Polyglots & Chasms
Polyglots’ faces split at each crossroad, their tongues are many, and their eyes see all around. They are those who have moved and been moved to become another form, to multiply, to fracture, to reform or transform. Who have traveled around and multiplied. Who have walked in many shoes. Who have seen the world from many angles; through many lenses; with many eyes.
The term polyglot literally means “many-tongued.” The concept suggests that to learn a language is to grow a new organ or muscle. It implies that one may become physically altered by an alteration in consciousness. When understanding consciousness in such a way, we can begin to imagine those who transfer homes, or change direction, or are stirred to make themselves anew, might grow new sensory organs for each new growth in experience.
The chasms are those spaces left unfilled, the hollows, the sink holes. They are the fractures and fissures that form from the shifting tectonic plates of human experience. The polyglots, with their many faces and extra appendages, are like the corresponding mountains. As this landscape shifts, so too new growth emerges.
Together, the polyglots and the chasms are explorations of the elusive inner life of the human. By transfiguring the human bodies and the landscapes within my paintings, I seek to make that enigma we call experience visible. In a portrait, this may translate as a fractured face, multiplied, yet hollowed out. In a multiple-figure scene, the landscape provides further meaning. Often fissured and riddled with lightning, arcs of light, stretched shadows, and hollow spaces, the landscapes are symbolic extensions of the human figures seen within. The hollows and the mountains of my homeland of Appalachia are essential visual metaphors within my works.
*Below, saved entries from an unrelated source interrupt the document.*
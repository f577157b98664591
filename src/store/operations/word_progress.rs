use chrono::{DateTime, NaiveDate, Utc};
use serde::{Deserialize, Serialize};
use sled::Transactional;
use std::collections::{HashMap, HashSet};

use crate::store::keys;
use crate::store::{Store, StoreError};

#[derive(Debug, Clone, Serialize, Deserialize)]
#[serde(rename_all = "camelCase")]
pub struct WordProgress {
    pub user_id: String,
    /// Stored lowercase; uniqueness per user is case-insensitive.
    pub word: String,
    pub ease_factor: f64,
    pub interval: u32,
    pub next_review_date: NaiveDate,
    pub review_count: u32,
    pub correct_count: u32,
    pub last_reviewed_at: Option<DateTime<Utc>>,
    pub status: WordStatus,
    pub created_at: DateTime<Utc>,
    pub updated_at: DateTime<Utc>,
}

#[derive(Debug, Clone, Copy, Serialize, Deserialize, PartialEq, Eq)]
#[serde(rename_all = "lowercase")]
pub enum WordStatus {
    Learning,
    Reviewing,
    Mastered,
}

#[derive(Debug, Clone, Serialize, Deserialize, Default)]
#[serde(rename_all = "camelCase")]
pub struct VocabularyStats {
    pub total: u64,
    pub learning: u64,
    pub reviewing: u64,
    pub mastered: u64,
    pub total_reviews: u64,
    /// Rounded percentage of correct answers across all reviews.
    pub accuracy: u32,
}

impl WordProgress {
    /// Counter inversion can only come from corrupted rows; clamp instead of
    /// propagating the bad value forward.
    fn repaired(mut self) -> Self {
        if self.correct_count > self.review_count {
            tracing::warn!(
                user_id = %self.user_id,
                word = %self.word,
                correct_count = self.correct_count,
                review_count = self.review_count,
                "Repairing word progress with correct_count > review_count"
            );
            self.correct_count = self.review_count;
        }
        self
    }
}

fn due_index_key_for(progress: &WordProgress) -> Result<String, StoreError> {
    keys::word_due_index_key(&progress.user_id, progress.next_review_date, &progress.word)
}

impl Store {
    pub fn get_word_progress(
        &self,
        user_id: &str,
        word: &str,
    ) -> Result<Option<WordProgress>, StoreError> {
        let key = keys::word_progress_key(user_id, word)?;
        match self.word_progress.get(key.as_bytes())? {
            Some(raw) => Ok(Some(Self::deserialize::<WordProgress>(&raw)?.repaired())),
            None => Ok(None),
        }
    }

    pub fn set_word_progress(&self, progress: &WordProgress) -> Result<(), StoreError> {
        let key = keys::word_progress_key(&progress.user_id, &progress.word)?;
        let value = Self::serialize(progress)?;
        let next_due_index_key = due_index_key_for(progress)?;

        (&self.word_progress, &self.word_due_index)
            .transaction(|(tx_progress, tx_due_index)| {
                if let Some(old_raw) = tx_progress.get(key.as_bytes())? {
                    let old: WordProgress = serde_json::from_slice(&old_raw).map_err(|error| {
                        sled::transaction::ConflictableTransactionError::Abort(
                            StoreError::Serialization(error),
                        )
                    })?;
                    let old_due_index_key = due_index_key_for(&old)
                        .map_err(sled::transaction::ConflictableTransactionError::Abort)?;
                    tx_due_index.remove(old_due_index_key.as_bytes())?;
                }

                tx_progress.insert(key.as_bytes(), value.as_slice())?;
                tx_due_index.insert(next_due_index_key.as_bytes(), &[])?;

                Ok(())
            })
            .map_err(
                |error: sled::transaction::TransactionError<StoreError>| match error {
                    sled::transaction::TransactionError::Abort(store_error) => store_error,
                    sled::transaction::TransactionError::Storage(storage_error) => {
                        StoreError::Sled(storage_error)
                    }
                },
            )?;

        Ok(())
    }

    pub fn get_word_progress_batch(
        &self,
        user_id: &str,
        words: &[String],
    ) -> Result<Vec<WordProgress>, StoreError> {
        let mut progress_by_word: HashMap<String, Option<WordProgress>> =
            HashMap::with_capacity(words.len());

        for word in words {
            let normalized = word.to_lowercase();
            if progress_by_word.contains_key(&normalized) {
                continue;
            }
            let progress = self.get_word_progress(user_id, word)?;
            progress_by_word.insert(normalized, progress);
        }

        let mut results = Vec::with_capacity(words.len());
        for word in words {
            if let Some(Some(progress)) = progress_by_word.get(&word.to_lowercase()) {
                results.push(progress.clone());
            }
        }

        Ok(results)
    }

    /// Words with `next_review_date <= today` and status learning/reviewing,
    /// soonest-due first. Index entries that no longer match the primary row
    /// are skipped.
    pub fn get_due_word_progress(
        &self,
        user_id: &str,
        limit: usize,
        today: NaiveDate,
    ) -> Result<Vec<WordProgress>, StoreError> {
        if limit == 0 {
            return Ok(Vec::new());
        }

        let prefix = keys::word_due_index_prefix(user_id)?;
        let mut due = Vec::with_capacity(limit);
        let mut seen_words = HashSet::new();

        for item in self.word_due_index.scan_prefix(prefix.as_bytes()) {
            let (key, _) = item?;
            let Some((due_date, word)) = keys::parse_due_index_key(&key) else {
                continue;
            };

            if due_date > today {
                break;
            }

            if let Some(progress) = self.get_word_progress(user_id, &word)? {
                if progress.next_review_date == due_date
                    && progress.status != WordStatus::Mastered
                    && seen_words.insert(word)
                {
                    due.push(progress);
                    if due.len() >= limit {
                        break;
                    }
                }
            }
        }

        Ok(due)
    }

    pub fn list_word_progress(&self, user_id: &str) -> Result<Vec<WordProgress>, StoreError> {
        let prefix = keys::word_progress_prefix(user_id)?;
        let mut results = Vec::new();
        for item in self.word_progress.scan_prefix(prefix.as_bytes()) {
            let (_, v) = item?;
            results.push(Self::deserialize::<WordProgress>(&v)?.repaired());
        }
        Ok(results)
    }

    pub fn get_vocabulary_stats(&self, user_id: &str) -> Result<VocabularyStats, StoreError> {
        let mut stats = VocabularyStats::default();
        let mut total_correct = 0u64;

        for progress in self.list_word_progress(user_id)? {
            stats.total += 1;
            match progress.status {
                WordStatus::Learning => stats.learning += 1,
                WordStatus::Reviewing => stats.reviewing += 1,
                WordStatus::Mastered => stats.mastered += 1,
            }
            stats.total_reviews += u64::from(progress.review_count);
            total_correct += u64::from(progress.correct_count);
        }

        if stats.total_reviews > 0 {
            stats.accuracy =
                ((total_correct as f64 / stats.total_reviews as f64) * 100.0).round() as u32;
        }

        Ok(stats)
    }

    pub fn delete_word_progress(&self, user_id: &str, word: &str) -> Result<(), StoreError> {
        let key = keys::word_progress_key(user_id, word)?;

        (&self.word_progress, &self.word_due_index)
            .transaction(|(tx_progress, tx_due_index)| {
                if let Some(raw) = tx_progress.remove(key.as_bytes())? {
                    let removed: WordProgress = serde_json::from_slice(&raw).map_err(|error| {
                        sled::transaction::ConflictableTransactionError::Abort(
                            StoreError::Serialization(error),
                        )
                    })?;
                    let due_index_key = due_index_key_for(&removed)
                        .map_err(sled::transaction::ConflictableTransactionError::Abort)?;
                    tx_due_index.remove(due_index_key.as_bytes())?;
                }
                Ok(())
            })
            .map_err(
                |error: sled::transaction::TransactionError<StoreError>| match error {
                    sled::transaction::TransactionError::Abort(store_error) => store_error,
                    sled::transaction::TransactionError::Storage(storage_error) => {
                        StoreError::Sled(storage_error)
                    }
                },
            )?;

        Ok(())
    }

    /// Full wipe of a user's repetition state. The only path that deletes
    /// progress rows outside of tests.
    pub fn delete_user_progress(&self, user_id: &str) -> Result<(), StoreError> {
        for progress in self.list_word_progress(user_id)? {
            self.delete_word_progress(user_id, &progress.word)?;
        }
        Ok(())
    }
}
I am fascinated by the role our mind plays in translating and interpreting the sensations of the world. When our brain defects, like in the experience of a migraine, a painful event, or a frequently revisited memory, the images become jumbled. Suddenly the world is part conceivable, part irrational kaleidoscope of sensation. The chasm opens and fills with unrelated images. Similarly, these paintings fracture and refill, forming a fissured translation of lived experience.